I just upgraded my HDD to a WD 1TB installed Windows 7 Ult. system worked fine for about 3 days and then just slowed to a snails pace. I reinstalled the OS wiped the HDD partition and all. to no avail, I tried to run WD diag Lifeguard inconclusive results system is too slow to run.
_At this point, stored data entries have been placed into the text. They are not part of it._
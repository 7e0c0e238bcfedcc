//! Dispatch with connection accounting.
//!
//! Wraps backend selection so every chosen backend has its in-flight counter
//! incremented for exactly the duration of the caller's work.

use std::future::Future;
use std::sync::Arc;

use url::Url;

use crate::error::LbError;
use crate::load_balancer::backend::BackendConnectionGuard;
use crate::load_balancer::pool::BackendPool;

#[derive(Debug, Clone)]
pub struct Dispatcher {
    pool: Arc<BackendPool>,
}

impl Dispatcher {
    pub fn new(pool: Arc<BackendPool>) -> Self {
        Self { pool }
    }

    pub fn pool(&self) -> &Arc<BackendPool> {
        &self.pool
    }

    /// Select a backend and take a connection slot on it.
    /// The slot is released when the returned guard drops.
    pub fn next_backend(&self) -> Result<BackendConnectionGuard, LbError> {
        let backend = self.pool.next_backend()?;
        Ok(backend.acquire())
    }

    /// Run `work` against the next backend.
    ///
    /// On success `work` receives the backend URL while the backend's counter
    /// is held; it is released once `work` finishes, panics or is dropped.
    /// On selection failure `work` receives the error and no counter is touched.
    pub async fn with_next_backend<F, Fut, T>(&self, work: F) -> T
    where
        F: FnOnce(Result<Url, LbError>) -> Fut,
        Fut: Future<Output = T>,
    {
        match self.next_backend() {
            Ok(guard) => {
                let url = guard.url().clone();
                let output = work(Ok(url)).await;
                drop(guard);
                output
            }
            Err(e) => work(Err(e)).await,
        }
    }
}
It has 3gb of Ram I ran Dells system hardware diag all passed . but system still runs at a snails pace.. no other software has been installed and no updates this time. start up can take up to 20 mins or more.. any ideas?


----------



## Masterchiefxx17 (Feb 27, 2010)

Hi and Welcome to TSF!

See if this can run:

Please preform a hard drive test using this guide here: 

How to perform a Seagate's Seatools Test | Tech Support Forum


----------



## Tyree (May 10, 2009)

Boot and run from a Linux CD. That will bypass the Hdd and let you know if the PC or the Hdd/OS is the problem.


----------



## utley1 (Oct 3, 2013)

ok masterchief I ran it twice.. still failed both times so I figure its the drive. I ran the short and it came back with a failed. then I I ran the long hoping to save it but it locked up twice 2nd time at 67% so guess its fried


----------



## Masterchiefxx17 (Feb 27, 2010)

Yes, if any errors appeared then the drive is dead. You will need to replace it.


----------